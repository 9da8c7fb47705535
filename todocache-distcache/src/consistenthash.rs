//! Consistent hash ring mapping cache keys to peer nodes.
//!
//! Each peer is placed on the ring `replicas` times under derived virtual
//! keys, so adding or removing one peer only moves the keys adjacent to its
//! points. Every node must be built from the same peer list for lookups to
//! agree across the deployment.

use std::collections::HashMap;

use twox_hash::XxHash64;

const HASH_SEED: u64 = 0;

/// Default number of virtual points per peer.
pub const DEFAULT_REPLICAS: usize = 50;

/// Hash function used to place keys and virtual nodes on the ring.
pub type HashFn = fn(&[u8]) -> u64;

fn xxhash(data: &[u8]) -> u64 {
    XxHash64::oneshot(HASH_SEED, data)
}

#[derive(Debug, Clone)]
pub struct HashRing {
    hash: HashFn,
    replicas: usize,
    points: Vec<u64>,
    owners: HashMap<u64, String>,
}

impl HashRing {
    pub fn new(replicas: usize) -> Self {
        Self::with_hasher(replicas, xxhash)
    }

    pub fn with_hasher(replicas: usize, hash: HashFn) -> Self {
        Self {
            hash,
            replicas: replicas.max(1),
            points: Vec::new(),
            owners: HashMap::new(),
        }
    }

    pub fn is_empty(&self) -> bool {
        self.points.is_empty()
    }

    /// Add peers to the ring.
    pub fn add<I, S>(&mut self, peers: I)
    where
        I: IntoIterator<Item = S>,
        S: AsRef<str>,
    {
        for peer in peers {
            let peer = peer.as_ref();
            for replica in 0..self.replicas {
                let point = (self.hash)(format!("{}{}", replica, peer).as_bytes());
                self.points.push(point);
                self.owners.insert(point, peer.to_string());
            }
        }
        self.points.sort_unstable();
        self.points.dedup();
    }

    /// Peer owning `key`, or `None` when the ring is empty.
    pub fn get(&self, key: &str) -> Option<&str> {
        if self.points.is_empty() {
            return None;
        }
        let hash = (self.hash)(key.as_bytes());
        let idx = self.points.partition_point(|&point| point < hash);
        let point = self.points[idx % self.points.len()];
        self.owners.get(&point).map(String::as_str)
    }
}

impl Default for HashRing {
    fn default() -> Self {
        Self::new(DEFAULT_REPLICAS)
    }
}
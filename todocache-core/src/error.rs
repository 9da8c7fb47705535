//! Error types for record store operations

use thiserror::Error;

/// Record store errors.
#[derive(Debug, Clone, Error, PartialEq, Eq)]
pub enum StoreError {
    #[error("Todo not found: {key}")]
    NotFound { key: String },

    #[error("Store backend failed: {reason}")]
    Backend { reason: String },

    #[error("Record codec failed: {reason}")]
    Codec { reason: String },

    #[error("Storage lock poisoned")]
    LockPoisoned,
}

impl StoreError {
    pub fn not_found(key: impl Into<String>) -> Self {
        Self::NotFound { key: key.into() }
    }

    pub fn backend(reason: impl Into<String>) -> Self {
        Self::Backend {
            reason: reason.into(),
        }
    }

    /// True when the record is absent, as opposed to the store failing.
    pub fn is_not_found(&self) -> bool {
        matches!(self, Self::NotFound { .. })
    }
}

impl From<serde_json::Error> for StoreError {
    fn from(err: serde_json::Error) -> Self {
        Self::Codec {
            reason: err.to_string(),
        }
    }
}

/// Result type for store operations.
pub type StoreResult<T> = Result<T, StoreError>;
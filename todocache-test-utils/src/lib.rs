//! todocache Test Utilities
//!
//! Shared test infrastructure for the workspace:
//! - Proptest generators for records and create payloads
//! - Fixtures for common scenarios
//! - Assertions on encoded response bodies

// Re-export mock storage from its source crate
pub use todocache_storage::MockTodoStore;

pub use todocache_core::{NewTodo, StoreError, StoreResult, Timestamp, Todo, TodoId};

use chrono::{TimeZone, Utc};

// ============================================================================
// PROPTEST GENERATORS
// ============================================================================

pub mod generators {
    //! Proptest strategies for generating todocache records.

    use super::*;
    use proptest::prelude::*;

    /// Generate a Timestamp within 2020-2030, whole seconds.
    pub fn arb_timestamp() -> impl Strategy<Value = Timestamp> {
        (1577836800i64..1893456000i64)
            .prop_map(|secs| chrono::DateTime::from_timestamp(secs, 0).unwrap_or_else(Utc::now))
    }

    /// Generate a store-assigned id.
    pub fn arb_todo_id() -> impl Strategy<Value = TodoId> {
        1..=i32::MAX
    }

    /// Generate a non-blank title, including quotes and non-ASCII text.
    pub fn arb_title() -> impl Strategy<Value = String> {
        "[a-zA-Z0-9 \"\\\\éü✓]{0,40}".prop_map(|s| format!("t{}", s))
    }

    /// Generate a complete record.
    pub fn arb_todo() -> impl Strategy<Value = Todo> {
        (arb_todo_id(), arb_title(), any::<bool>(), arb_timestamp(), 0i64..86_400).prop_map(
            |(id, title, completed, created_at, age)| Todo {
                id,
                title,
                completed,
                created_at,
                updated_at: created_at + chrono::Duration::seconds(age),
            },
        )
    }

    /// Generate a create payload, with or without client timestamps.
    pub fn arb_new_todo() -> impl Strategy<Value = NewTodo> {
        (
            arb_title(),
            any::<bool>(),
            proptest::option::of(arb_timestamp()),
            proptest::option::of(arb_timestamp()),
        )
            .prop_map(|(title, completed, created_at, updated_at)| NewTodo {
                title,
                completed,
                created_at,
                updated_at,
            })
    }
}

// ============================================================================
// FIXTURES
// ============================================================================

pub mod fixtures {
    //! Ready-made records for scenario tests.

    use super::*;

    /// Fixed instant used by every fixture: 2024-01-02T03:04:05Z.
    pub fn fixture_time() -> Timestamp {
        Utc.with_ymd_and_hms(2024, 1, 2, 3, 4, 5)
            .single()
            .unwrap_or_else(Utc::now)
    }

    /// An open todo with a fixed timestamp.
    pub fn todo_fixture(id: TodoId, title: &str) -> Todo {
        Todo {
            id,
            title: title.to_string(),
            completed: false,
            created_at: fixture_time(),
            updated_at: fixture_time(),
        }
    }

    /// The scenario store: a single open record `{id: 1, title: "buy milk"}`.
    pub fn buy_milk_store() -> MockTodoStore {
        MockTodoStore::with_todos([todo_fixture(1, "buy milk")])
    }
}

// ============================================================================
// ASSERTIONS
// ============================================================================

pub mod assertions {
    //! Assertions on JSON response bodies.

    use super::*;

    /// Assert a body decodes to a record with `id`, and return it.
    pub fn assert_todo_body(body: &[u8], id: TodoId) -> Todo {
        let todo: Todo = serde_json::from_slice(body).unwrap_or_else(|e| {
            panic!(
                "body is not a todo ({}): {}",
                e,
                String::from_utf8_lossy(body)
            )
        });
        assert_eq!(todo.id, id, "unexpected record id");
        todo
    }

    /// Assert a body decodes to a record collection, and return it.
    pub fn assert_collection_body(body: &[u8]) -> Vec<Todo> {
        serde_json::from_slice(body).unwrap_or_else(|e| {
            panic!(
                "body is not a todo collection ({}): {}",
                e,
                String::from_utf8_lossy(body)
            )
        })
    }

    /// Assert a store result is `NotFound`.
    pub fn assert_not_found<T: std::fmt::Debug>(result: &StoreResult<T>) {
        match result {
            Err(err) => assert!(err.is_not_found(), "expected NotFound, got {:?}", err),
            Ok(value) => panic!("expected NotFound, got Ok({:?})", value),
        }
    }
}

#[cfg(test)]
mod tests {
    use super::generators::*;
    use super::*;
    use proptest::prelude::*;

    proptest! {
        #[test]
        fn prop_record_json_round_trips(todo in arb_todo()) {
            let bytes = todo.to_json_bytes().unwrap();
            let decoded = assertions::assert_todo_body(&bytes, todo.id);
            prop_assert_eq!(decoded, todo);
        }

        #[test]
        fn prop_new_todo_keeps_client_timestamps(new in arb_new_todo(), id in arb_todo_id()) {
            let now = fixtures::fixture_time();
            let todo = new.clone().into_todo(id, now);
            prop_assert_eq!(todo.created_at, new.created_at.unwrap_or(now));
            prop_assert!(!todo.title.trim().is_empty());
        }
    }

    #[test]
    fn test_buy_milk_fixture() {
        let store = fixtures::buy_milk_store();
        assert_eq!(store.len(), 1);
    }
}
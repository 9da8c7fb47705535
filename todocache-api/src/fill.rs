//! Cache fill function: the only path by which store data enters the cache.

use std::sync::Arc;

use async_trait::async_trait;
use bytes::Bytes;
use todocache_core::{parse_key, StoreError, StoreResult, COLLECTION_KEY};
use todocache_distcache::{BoxError, Getter};
use todocache_storage::TodoStore;

/// Loads one record's canonical JSON bytes from the store.
///
/// Holds the store explicitly and is handed to the cache group at
/// construction. Errors are propagated unchanged: whatever bytes a fill
/// returns are cached, so absence must stay an error.
pub struct TodoFiller {
    store: Arc<dyn TodoStore>,
}

impl TodoFiller {
    pub fn new(store: Arc<dyn TodoStore>) -> Self {
        Self { store }
    }

    /// Produce the bytes for `key`.
    ///
    /// The collection sentinel is declined without a store call: the
    /// collection is only ever served by the read path's direct fallback.
    pub async fn fill(&self, key: &str) -> StoreResult<Bytes> {
        if key == COLLECTION_KEY {
            return Err(StoreError::not_found(key));
        }
        let id = parse_key(key)?;

        tracing::debug!(key, "[SlowDB] search key");
        let todo = self.store.fetch_one(id).await?;
        Ok(Bytes::from(todo.to_json_bytes()?))
    }
}

#[async_trait]
impl Getter for TodoFiller {
    async fn get(&self, key: &str) -> Result<Bytes, BoxError> {
        self.fill(key).await.map_err(|err| Box::new(err) as BoxError)
    }

    fn is_not_found(&self, err: &(dyn std::error::Error + Send + Sync + 'static)) -> bool {
        err.downcast_ref::<StoreError>().is_some_and(StoreError::is_not_found)
    }
}
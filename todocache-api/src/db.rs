//! Database Connection Pool Module
//!
//! PostgreSQL implementation of [`TodoStore`] over a deadpool-postgres pool.
//! Every call is one parameterized statement; caching happens elsewhere.

use std::time::{Duration, Instant};

use async_trait::async_trait;
use chrono::Utc;
use deadpool_postgres::{
    Config, ManagerConfig, Pool, PoolConfig, RecyclingMethod, Runtime, Timeouts,
};
use tokio_postgres::{NoTls, Row};
use todocache_core::{NewTodo, StoreError, StoreResult, Todo, TodoId};
use todocache_storage::TodoStore;

use crate::error::{ApiError, ApiResult};
use crate::telemetry::metrics;

const SCHEMA_SQL: &str = "
CREATE TABLE IF NOT EXISTS todos (
    id          SERIAL PRIMARY KEY,
    title       TEXT NOT NULL,
    completed   BOOLEAN NOT NULL DEFAULT FALSE,
    created_at  TIMESTAMPTZ NOT NULL,
    updated_at  TIMESTAMPTZ NOT NULL
)";

const SELECT_ONE_SQL: &str =
    "SELECT id, title, completed, created_at, updated_at FROM todos WHERE id = $1";

const SELECT_ALL_SQL: &str =
    "SELECT id, title, completed, created_at, updated_at FROM todos ORDER BY id";

const INSERT_SQL: &str = "INSERT INTO todos (title, completed, created_at, updated_at) \
     VALUES ($1, $2, $3, $4) RETURNING id";

// ============================================================================
// CONNECTION POOL CONFIGURATION
// ============================================================================

/// Database connection pool configuration.
#[derive(Debug, Clone)]
pub struct DbConfig {
    /// PostgreSQL host
    pub host: String,
    /// PostgreSQL port
    pub port: u16,
    /// Database name
    pub dbname: String,
    /// Database user
    pub user: String,
    /// Database password
    pub password: String,
    /// Maximum pool size
    pub max_size: usize,
    /// Wait/create/recycle timeout for pooled connections
    pub timeout: Duration,
}

impl Default for DbConfig {
    fn default() -> Self {
        Self {
            host: "localhost".to_string(),
            port: 5432,
            dbname: "postgres".to_string(),
            user: "postgres".to_string(),
            password: "mysecretpassword".to_string(),
            max_size: 16,
            timeout: Duration::from_secs(30),
        }
    }
}

impl DbConfig {
    /// Create a new database configuration from environment variables.
    pub fn from_env() -> Self {
        let defaults = Self::default();
        Self {
            host: std::env::var("TODOCACHE_DB_HOST").unwrap_or(defaults.host),
            port: std::env::var("TODOCACHE_DB_PORT")
                .ok()
                .and_then(|s| s.parse().ok())
                .unwrap_or(defaults.port),
            dbname: std::env::var("TODOCACHE_DB_NAME").unwrap_or(defaults.dbname),
            user: std::env::var("TODOCACHE_DB_USER").unwrap_or(defaults.user),
            password: std::env::var("TODOCACHE_DB_PASSWORD").unwrap_or(defaults.password),
            max_size: std::env::var("TODOCACHE_DB_POOL_SIZE")
                .ok()
                .and_then(|s| s.parse().ok())
                .unwrap_or(defaults.max_size),
            timeout: std::env::var("TODOCACHE_DB_TIMEOUT")
                .ok()
                .and_then(|s| s.parse().ok())
                .map(Duration::from_secs)
                .unwrap_or(defaults.timeout),
        }
    }

    /// Create a connection pool from this configuration.
    ///
    /// No connection is opened until the pool is first used.
    pub fn create_pool(&self) -> ApiResult<Pool> {
        let mut cfg = Config::new();
        cfg.host = Some(self.host.clone());
        cfg.port = Some(self.port);
        cfg.dbname = Some(self.dbname.clone());
        cfg.user = Some(self.user.clone());
        cfg.password = Some(self.password.clone());

        cfg.manager = Some(ManagerConfig {
            recycling_method: RecyclingMethod::Fast,
        });

        let mut pool_config = PoolConfig::new(self.max_size);
        pool_config.timeouts = Timeouts {
            wait: Some(self.timeout),
            create: Some(self.timeout),
            recycle: Some(self.timeout),
        };
        cfg.pool = Some(pool_config);

        cfg.create_pool(Some(Runtime::Tokio1), NoTls)
            .map_err(|e| ApiError::database_error(format!("Failed to create pool: {}", e)))
    }
}

// ============================================================================
// POSTGRES STORE
// ============================================================================

/// Record store backed by the `todos` table.
#[derive(Clone)]
pub struct PgTodoStore {
    pool: Pool,
}

impl PgTodoStore {
    pub fn new(pool: Pool) -> Self {
        Self { pool }
    }

    /// Build the pool, check a connection out and make sure the table exists.
    ///
    /// Failure here is fatal at startup: a node never runs without its store.
    pub async fn connect(config: &DbConfig) -> ApiResult<Self> {
        let store = Self::new(config.create_pool()?);
        let conn = store.pool.get().await?;
        conn.batch_execute(SCHEMA_SQL).await?;

        tracing::info!(
            host = %config.host,
            port = config.port,
            dbname = %config.dbname,
            pool_size = config.max_size,
            "Connected to PostgreSQL"
        );
        Ok(store)
    }

    /// Get the current pool size for observability.
    pub fn pool_size(&self) -> usize {
        self.pool.status().size
    }

    async fn get_conn(&self) -> StoreResult<deadpool_postgres::Object> {
        self.pool.get().await.map_err(|e| backend_error("acquire", e))
    }

    async fn query_one_todo(&self, id: TodoId) -> StoreResult<Todo> {
        let conn = self.get_conn().await?;
        let row = conn
            .query_opt(SELECT_ONE_SQL, &[&id])
            .await
            .map_err(|e| backend_error("fetch_one", e))?;

        match row {
            Some(row) => row_to_todo(&row),
            None => Err(StoreError::not_found(id.to_string())),
        }
    }

    async fn query_all_todos(&self) -> StoreResult<Vec<Todo>> {
        let conn = self.get_conn().await?;
        let rows = conn
            .query(SELECT_ALL_SQL, &[])
            .await
            .map_err(|e| backend_error("fetch_all", e))?;
        rows.iter().map(row_to_todo).collect()
    }

    async fn insert_todo(&self, todo: &NewTodo) -> StoreResult<TodoId> {
        let now = Utc::now();
        let created_at = todo.created_at.unwrap_or(now);
        let updated_at = todo.updated_at.unwrap_or(created_at);

        let conn = self.get_conn().await?;
        let row = conn
            .query_one(
                INSERT_SQL,
                &[&todo.title, &todo.completed, &created_at, &updated_at],
            )
            .await
            .map_err(|e| backend_error("insert", e))?;
        row.try_get("id").map_err(|e| backend_error("insert", e))
    }
}

#[async_trait]
impl TodoStore for PgTodoStore {
    async fn fetch_one(&self, id: TodoId) -> StoreResult<Todo> {
        timed("fetch_one", self.query_one_todo(id)).await
    }

    async fn fetch_all(&self) -> StoreResult<Vec<Todo>> {
        timed("fetch_all", self.query_all_todos()).await
    }

    async fn insert(&self, todo: &NewTodo) -> StoreResult<TodoId> {
        timed("insert", self.insert_todo(todo)).await
    }

    async fn ping(&self) -> StoreResult<()> {
        let conn = self.get_conn().await?;
        conn.simple_query("SELECT 1")
            .await
            .map(|_| ())
            .map_err(|e| backend_error("ping", e))
    }
}

/// Run a store operation and record its outcome and latency.
///
/// A missing record is an answer, not a failure, so it counts as success.
async fn timed<T>(
    operation: &'static str,
    fut: impl std::future::Future<Output = StoreResult<T>>,
) -> StoreResult<T> {
    let start = Instant::now();
    let result = fut.await;
    if let Some(m) = metrics() {
        let success = match &result {
            Ok(_) => true,
            Err(err) => err.is_not_found(),
        };
        m.record_store_operation(operation, success, start.elapsed().as_secs_f64());
    }
    result
}

fn row_to_todo(row: &Row) -> StoreResult<Todo> {
    let decode = |e: tokio_postgres::Error| StoreError::Codec {
        reason: e.to_string(),
    };
    Ok(Todo {
        id: row.try_get("id").map_err(decode)?,
        title: row.try_get("title").map_err(decode)?,
        completed: row.try_get("completed").map_err(decode)?,
        created_at: row.try_get("created_at").map_err(decode)?,
        updated_at: row.try_get("updated_at").map_err(decode)?,
    })
}

fn backend_error(operation: &str, err: impl std::fmt::Display) -> StoreError {
    tracing::error!(operation, error = %err, "PostgreSQL operation failed");
    StoreError::backend(format!("{}: {}", operation, err))
}
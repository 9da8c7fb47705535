//! Router-level tests for the todo API over a mock store.

mod support;

use axum::http::{Request, StatusCode};
use axum::body::Body;
use proptest::prelude::*;
use todocache_api::ErrorCode;
use todocache_storage::MockTodoStore;
use todocache_test_utils::assertions::{assert_collection_body, assert_todo_body};
use todocache_test_utils::fixtures::buy_milk_store;
use todocache_test_utils::generators::arb_new_todo;

use support::*;

fn error_code(body: &[u8]) -> ErrorCode {
    let value: serde_json::Value = serde_json::from_slice(body).unwrap();
    serde_json::from_value(value["code"].clone()).unwrap()
}

#[tokio::test]
async fn test_scenario_single_record_lookup() {
    let store = buy_milk_store();
    let app = cached_app(&store);

    let (status, content_type, body) = send(&app, get("/api/todos?key=1")).await;
    assert_eq!(status, StatusCode::OK);
    assert_eq!(content_type.as_deref(), Some("application/json"));
    assert!(body.starts_with(br#"{"id":1,"title":"buy milk","completed":false,"#));
    assert_todo_body(&body, 1);

    let (status, content_type, body) = send(&app, get("/api/todos?key=2")).await;
    assert_eq!(status, StatusCode::NOT_FOUND);
    assert_eq!(content_type.as_deref(), Some("application/json"));
    assert_eq!(error_code(&body), ErrorCode::EntityNotFound);
}

#[tokio::test]
async fn test_absent_record_is_404_with_or_without_cache() {
    let store = buy_milk_store();
    for app in [cached_app(&store), uncached_app(&store)] {
        let (status, _, _) = send(&app, get("/api/todos?key=42")).await;
        assert_eq!(status, StatusCode::NOT_FOUND);
        let (status, _, _) = send(&app, get("/api/todos?key=abc")).await;
        assert_eq!(status, StatusCode::NOT_FOUND);
    }
}

#[tokio::test]
async fn test_whitespace_key_is_a_record_lookup() {
    let store = buy_milk_store();
    for app in [cached_app(&store), uncached_app(&store)] {
        for uri in ["/api/todos?key=%20", "/api/todos?key=+1", "/api/todos?key=%201%20"] {
            let (status, content_type, body) = send(&app, get(uri)).await;
            assert_eq!(status, StatusCode::NOT_FOUND, "uri {}", uri);
            assert_eq!(content_type.as_deref(), Some("application/json"));
            assert_eq!(error_code(&body), ErrorCode::EntityNotFound);
        }
    }
}

#[tokio::test]
async fn test_repeated_key_uses_first_value() {
    let store = buy_milk_store();
    let app = cached_app(&store);

    let (status, content_type, body) = send(&app, get("/api/todos?key=1&key=1")).await;
    assert_eq!(status, StatusCode::OK);
    assert_eq!(content_type.as_deref(), Some("application/json"));
    assert_todo_body(&body, 1);

    let (status, _, body) = send(&app, get("/api/todos?key=2&key=1")).await;
    assert_eq!(status, StatusCode::NOT_FOUND);
    assert_eq!(error_code(&body), ErrorCode::EntityNotFound);
}

#[tokio::test]
async fn test_repeated_reads_are_byte_identical_and_cached() {
    let store = buy_milk_store();
    let app = cached_app(&store);

    let (_, _, first) = send(&app, get("/api/todos?key=1")).await;
    let (_, _, second) = send(&app, get("/api/todos?key=1")).await;
    assert_eq!(first, second);
    // Second read was a cache hit.
    assert_eq!(store.fetch_count(), 1);
}

#[tokio::test]
async fn test_cache_and_fallback_agree() {
    let store = buy_milk_store();
    let (_, _, cached) = send(&cached_app(&store), get("/api/todos?key=1")).await;
    let (_, _, direct) = send(&uncached_app(&store), get("/api/todos?key=1")).await;
    assert_eq!(cached, direct);
}

#[tokio::test]
async fn test_empty_collection_is_empty_array() {
    let app = cached_app(&MockTodoStore::new());

    let (status, content_type, body) = send(&app, get("/api/todos")).await;
    assert_eq!(status, StatusCode::OK);
    assert_eq!(content_type.as_deref(), Some("application/json"));
    assert_eq!(&body[..], b"[]");

    let (status, _, body) = send(&app, get("/api/todos?key=")).await;
    assert_eq!(status, StatusCode::OK);
    assert_eq!(&body[..], b"[]");
}

#[tokio::test]
async fn test_post_is_visible_through_fallback_immediately() {
    let store = MockTodoStore::new();
    let app = uncached_app(&store);

    let (status, _, body) = send(
        &app,
        post_json("/api/todos", r#"{"title":"buy milk","completed":false}"#),
    )
    .await;
    assert_eq!(status, StatusCode::CREATED);
    assert!(body.is_empty());

    let (status, _, body) = send(&app, get("/api/todos?key=1")).await;
    assert_eq!(status, StatusCode::OK);
    let todo = assert_todo_body(&body, 1);
    assert_eq!(todo.title, "buy milk");
    assert_eq!(todo.created_at, todo.updated_at);
}

#[tokio::test]
async fn test_collection_is_never_served_stale() {
    let store = buy_milk_store();
    let app = cached_app(&store);

    let (_, _, body) = send(&app, get("/api/todos")).await;
    assert_eq!(assert_collection_body(&body).len(), 1);

    let (status, _, _) = send(&app, post_json("/api/todos", r#"{"title":"walk dog"}"#)).await;
    assert_eq!(status, StatusCode::CREATED);

    let (_, _, body) = send(&app, get("/api/todos")).await;
    let todos = assert_collection_body(&body);
    assert_eq!(todos.len(), 2);
    assert_eq!(todos[1].title, "walk dog");
}

#[tokio::test]
async fn test_post_without_content_type_is_accepted() {
    let store = MockTodoStore::new();
    let app = cached_app(&store);

    let request = Request::post("/api/todos")
        .body(Body::from(r#"{"title":"no header"}"#))
        .unwrap();
    let (status, _, _) = send(&app, request).await;
    assert_eq!(status, StatusCode::CREATED);
    assert_eq!(store.len(), 1);
}

#[tokio::test]
async fn test_malformed_post_is_400_without_mutation() {
    let store = MockTodoStore::new();
    let app = cached_app(&store);

    for body in ["this is not json", "{\"completed\":true}", "[1,2,3]", ""] {
        let (status, _, response) = send(&app, post_json("/api/todos", body)).await;
        assert_eq!(status, StatusCode::BAD_REQUEST, "body {:?}", body);
        assert_eq!(error_code(&response), ErrorCode::MalformedBody);
    }
    assert!(store.is_empty());
}

#[tokio::test]
async fn test_empty_title_is_created() {
    let store = MockTodoStore::new();
    let app = cached_app(&store);

    let (status, _, _) = send(&app, post_json("/api/todos", r#"{"title":""}"#)).await;
    assert_eq!(status, StatusCode::CREATED);

    let (status, _, body) = send(&app, get("/api/todos?key=1")).await;
    assert_eq!(status, StatusCode::OK);
    assert_eq!(assert_todo_body(&body, 1).title, "");
}

#[tokio::test]
async fn test_other_methods_are_405() {
    let app = cached_app(&buy_milk_store());

    for method in ["PUT", "DELETE", "PATCH"] {
        let request = Request::builder()
            .method(method)
            .uri("/api/todos?key=1")
            .body(Body::empty())
            .unwrap();
        let (status, _, body) = send(&app, request).await;
        assert_eq!(status, StatusCode::METHOD_NOT_ALLOWED, "method {}", method);
        assert_eq!(error_code(&body), ErrorCode::MethodNotAllowed);
    }
}

#[tokio::test]
async fn test_store_failure_is_500() {
    let store = buy_milk_store();
    store.set_failing(true);
    let app = cached_app(&store);

    let (status, _, body) = send(&app, get("/api/todos?key=1")).await;
    assert_eq!(status, StatusCode::INTERNAL_SERVER_ERROR);
    assert_eq!(error_code(&body), ErrorCode::DatabaseError);

    let (status, _, _) = send(&app, get("/api/todos")).await;
    assert_eq!(status, StatusCode::INTERNAL_SERVER_ERROR);

    let (status, _, _) = send(&app, post_json("/api/todos", r#"{"title":"x"}"#)).await;
    assert_eq!(status, StatusCode::INTERNAL_SERVER_ERROR);
}

#[tokio::test]
async fn test_failed_fill_is_not_cached() {
    let store = buy_milk_store();
    store.set_failing(true);
    let app = cached_app(&store);

    let (status, _, _) = send(&app, get("/api/todos?key=1")).await;
    assert_eq!(status, StatusCode::INTERNAL_SERVER_ERROR);

    store.set_failing(false);
    let (status, _, body) = send(&app, get("/api/todos?key=1")).await;
    assert_eq!(status, StatusCode::OK);
    assert_todo_body(&body, 1);
}

#[tokio::test]
async fn test_health_endpoints() {
    let store = MockTodoStore::new();
    let app = cached_app(&store);

    let (status, _, body) = send(&app, get("/health/ping")).await;
    assert_eq!(status, StatusCode::OK);
    assert_eq!(&body[..], b"pong");

    let (status, _, body) = send(&app, get("/health/ready")).await;
    assert_eq!(status, StatusCode::OK);
    assert!(String::from_utf8_lossy(&body).contains("\"healthy\""));

    store.set_failing(true);
    let (status, _, _) = send(&app, get("/health/ready")).await;
    assert_eq!(status, StatusCode::SERVICE_UNAVAILABLE);
}

#[tokio::test]
async fn test_metrics_endpoint_reports_cache_lookups() {
    let app = cached_app(&buy_milk_store());
    send(&app, get("/api/todos?key=1")).await;

    let (status, _, body) = send(&app, get("/metrics")).await;
    assert_eq!(status, StatusCode::OK);
    let text = String::from_utf8_lossy(&body);
    assert!(text.contains("todocache_cache_lookups_total"));
    assert!(text.contains("todocache_http_requests_total"));
}

proptest! {
    #![proptest_config(ProptestConfig::with_cases(32))]

    #[test]
    fn prop_posted_records_read_back(new in arb_new_todo()) {
        let runtime = tokio::runtime::Builder::new_current_thread()
            .enable_all()
            .build()
            .unwrap();
        runtime.block_on(async {
            let store = MockTodoStore::new();
            let app = cached_app(&store);
            let body = serde_json::to_string(&new).unwrap();

            let (status, _, _) = send(&app, post_json("/api/todos", &body)).await;
            assert_eq!(status, StatusCode::CREATED);

            let (status, _, body) = send(&app, get("/api/todos?key=1")).await;
            assert_eq!(status, StatusCode::OK);
            let todo = assert_todo_body(&body, 1);
            assert_eq!(todo.title, new.title);
            assert_eq!(todo.completed, new.completed);
            if let Some(created_at) = new.created_at {
                assert_eq!(todo.created_at, created_at);
            }
        });
    }
}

━━━━━━━━

• YOUR GOAL:
Looking at the records above, count the lines where the word "Strategy" appears. State only the number.

• EXERCISE ANSWER:
5